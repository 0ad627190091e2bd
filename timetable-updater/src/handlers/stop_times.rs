//! Per-stop time arithmetic shared by the handlers.

use std::sync::Arc;

use crate::domain::{
    FeedScopedId, PickDrop, RealTimeTripTimesBuilder, StopPattern, StopPatternEntry, TripPattern,
    TripTimes,
};
use crate::error::{UpdateError, UpdateErrorKind};
use crate::resolve::ResolvedStopTimeUpdate;
use crate::update::{
    BackwardsDelayPropagation, FirstLastStopTimeAdjustment, ForwardsDelayPropagation, StopUpdateStatus,
    TimeUpdate, TripUpdateOptions,
};

/// Write an update's explicit times and flags into stop `i`.
///
/// An arrival later than the scheduled departure pushes the departure, and
/// a departure earlier than the scheduled arrival pulls the arrival. Other
/// missing times are left unset for propagation to fill.
pub(crate) fn apply_stop_update(
    builder: &mut RealTimeTripTimesBuilder,
    i: usize,
    update: &ResolvedStopTimeUpdate<'_>,
) {
    let parsed = update.parsed;
    if parsed.is_skipped() {
        builder.set_cancelled(i);
    }
    if parsed.recorded {
        builder.set_recorded(i);
    }
    if parsed.prediction_inaccurate {
        builder.set_inaccurate(i);
    }
    if let Some(headsign) = &parsed.headsign {
        builder.set_stop_headsign(i, headsign.clone());
    }
    if let Some(occupancy) = parsed.occupancy {
        builder.set_occupancy(i, occupancy);
    }
    if parsed.status == StopUpdateStatus::NoData {
        builder.set_no_data(i);
        return;
    }

    let arrival = update
        .arrival
        .filter(TimeUpdate::has_data)
        .map(|t| t.resolve_time(builder.scheduled_arrival(i)));
    let departure = update
        .departure
        .filter(TimeUpdate::has_data)
        .map(|t| t.resolve_time(builder.scheduled_departure(i)));

    if let Some(arrival) = arrival {
        builder.set_arrival(i, arrival);
        if departure.is_none() && arrival > builder.scheduled_departure(i) {
            builder.set_departure(i, arrival);
        }
    }
    if let Some(departure) = departure {
        builder.set_departure(i, departure);
        if arrival.is_none() && departure < builder.scheduled_arrival(i) {
            builder.set_arrival(i, departure);
        }
    }
}

/// True if the update gives an arrival or departure time.
pub(crate) fn has_times(update: &ResolvedStopTimeUpdate<'_>) -> bool {
    update.parsed.status != StopUpdateStatus::NoData
        && (update.arrival.is_some_and(|t| t.has_data())
            || update.departure.is_some_and(|t| t.has_data()))
}

/// Carry the latest known delay to every later unset time.
fn propagate_forwards(builder: &mut RealTimeTripTimesBuilder) {
    let mut delay: Option<i32> = None;
    let mut previous_departure: Option<i32> = None;
    for i in 0..builder.num_stops() {
        match builder.arrival(i) {
            Some(arrival) => delay = Some(arrival - builder.scheduled_arrival(i)),
            None => {
                if let Some(d) = delay {
                    let mut arrival = builder.scheduled_arrival(i) + d;
                    if let Some(previous) = previous_departure {
                        arrival = arrival.max(previous);
                    }
                    if let Some(departure) = builder.departure(i) {
                        arrival = arrival.min(departure);
                    }
                    builder.set_arrival(i, arrival);
                }
            }
        }
        match builder.departure(i) {
            Some(departure) => delay = Some(departure - builder.scheduled_departure(i)),
            None => {
                if let Some(d) = delay {
                    let arrival = builder.arrival(i).unwrap_or(i32::MIN);
                    builder.set_departure(i, (builder.scheduled_departure(i) + d).max(arrival));
                }
            }
        }
        previous_departure = builder.departure(i);
    }
}

/// Fill the stops before `first`, the first stop with real-time times.
fn propagate_backwards(
    builder: &mut RealTimeTripTimesBuilder,
    first: usize,
    policy: BackwardsDelayPropagation,
) {
    match policy {
        BackwardsDelayPropagation::None => {}
        BackwardsDelayPropagation::Always => {
            let delay = builder
                .arrival(first)
                .map(|a| a - builder.scheduled_arrival(first))
                .or_else(|| builder.departure(first).map(|d| d - builder.scheduled_departure(first)))
                .unwrap_or(0);
            for i in 0..first {
                builder.set_arrival_delay(i, delay);
                builder.set_departure_delay(i, delay);
            }
        }
        BackwardsDelayPropagation::Required | BackwardsDelayPropagation::RequiredNoData => {
            for i in (0..first).rev() {
                let next = builder
                    .arrival(i + 1)
                    .or_else(|| builder.departure(i + 1))
                    .unwrap_or_else(|| builder.scheduled_arrival(i + 1));
                let departure = builder.scheduled_departure(i).min(next);
                let arrival = builder.scheduled_arrival(i).min(departure);
                builder.set_departure(i, departure);
                builder.set_arrival(i, arrival);
                if policy == BackwardsDelayPropagation::RequiredNoData {
                    builder.set_no_data(i);
                }
            }
        }
    }
}

/// Propagate, fill what is still missing from the schedule and align the
/// ends of the trip if asked to.
///
/// `first_updated` is the first stop whose update carried times.
pub(crate) fn complete_times(
    builder: &mut RealTimeTripTimesBuilder,
    options: &TripUpdateOptions,
    first_updated: Option<usize>,
) {
    if options.forwards_propagation == ForwardsDelayPropagation::Default {
        propagate_forwards(builder);
    }
    if let Some(first) = first_updated {
        propagate_backwards(builder, first, options.backwards_propagation);
    }
    builder.copy_missing_times_from_schedule();

    if options.first_last_stop_time_adjustment == FirstLastStopTimeAdjustment::Adjust {
        if let Some(departure) = builder.departure(0) {
            builder.set_arrival(0, departure);
        }
        let last = builder.num_stops() - 1;
        if let Some(arrival) = builder.arrival(last) {
            builder.set_departure(last, arrival);
        }
    }
}

/// One stop of a trip whose stop pattern comes from the update itself.
#[derive(Debug, Clone, Copy)]
pub(crate) struct Call<'a, 'u> {
    pub update: &'a ResolvedStopTimeUpdate<'u>,
    pub stop: &'a FeedScopedId,
    /// Position of the same call in the baseline pattern, if it has one.
    pub baseline_index: Option<usize>,
}

/// A stop pattern and times built from a list of calls.
#[derive(Debug)]
pub(crate) struct CallTimes {
    pub stop_pattern: StopPattern,
    pub builder: RealTimeTripTimesBuilder,
    pub first_updated: Option<usize>,
}

/// A baseline the calls are matched against: the scheduled pattern of a
/// modified trip, or the current pattern of a trip added earlier.
#[derive(Debug, Clone, Copy)]
pub(crate) struct Baseline<'a> {
    pub pattern: &'a Arc<TripPattern>,
    pub times: &'a TripTimes,
}

/// Build the stop pattern and times of a trip from its calls.
///
/// The planned time of a call is the producer's aimed time, else the
/// baseline time of the same call, else the updated time. A call with no
/// arrival at all arrives when the previous call departed.
pub(crate) fn build_calls(
    trip_id: &FeedScopedId,
    calls: &[Call<'_, '_>],
    baseline: Option<Baseline<'_>>,
) -> Result<CallTimes, UpdateError> {
    let last = calls.len().saturating_sub(1);
    let mut entries = Vec::with_capacity(calls.len());
    let mut scheduled_arrivals = Vec::with_capacity(calls.len());
    let mut scheduled_departures = Vec::with_capacity(calls.len());
    let mut previous_departure: Option<i32> = None;

    for (k, call) in calls.iter().enumerate() {
        let parsed = call.update.parsed;
        let original = baseline.zip(call.baseline_index);

        let original_entry = original.map(|(b, j)| b.pattern.stop_pattern().entry(j));
        let mut entry = StopPatternEntry::new(call.stop.clone());
        entry.pickup = parsed
            .pickup
            .or(original_entry.map(|e| e.pickup))
            .unwrap_or(if k == last { PickDrop::None } else { PickDrop::Scheduled });
        entry.dropoff = parsed
            .dropoff
            .or(original_entry.map(|e| e.dropoff))
            .unwrap_or(if k == 0 { PickDrop::None } else { PickDrop::Scheduled });
        if parsed.is_skipped() {
            entry.pickup = PickDrop::Cancelled;
            entry.dropoff = PickDrop::Cancelled;
        }
        entries.push(entry);

        let planned_arrival = call
            .update
            .aimed_arrival()
            .or(original.map(|(b, j)| b.times.scheduled_arrival(j)))
            .or(call.update.arrival.and_then(|t| t.time));
        let planned_departure = call
            .update
            .aimed_departure()
            .or(original.map(|(b, j)| b.times.scheduled_departure(j)))
            .or(call.update.departure.and_then(|t| t.time));

        let Some(arrival) = planned_arrival.or(previous_departure).or(planned_departure) else {
            return Err(UpdateError::at_stop(
                Some(trip_id),
                UpdateErrorKind::InvalidInputStructure,
                k,
            ));
        };
        let departure = planned_departure.unwrap_or(arrival);
        scheduled_arrivals.push(arrival);
        scheduled_departures.push(departure);
        previous_departure = Some(departure);
    }

    let mut builder = RealTimeTripTimesBuilder::for_new_schedule(
        trip_id.clone(),
        scheduled_arrivals,
        scheduled_departures,
    )
    .map_err(|e| UpdateError::from_times(trip_id, e))?;

    let mut first_updated = None;
    for (k, call) in calls.iter().enumerate() {
        apply_stop_update(&mut builder, k, call.update);
        if first_updated.is_none() && has_times(call.update) {
            first_updated = Some(k);
        }
    }

    Ok(CallTimes {
        stop_pattern: StopPattern::new(entries),
        builder,
        first_updated,
    })
}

++++++

In the records above, how many lines contain the string "earlier"? Only that number should be written.

2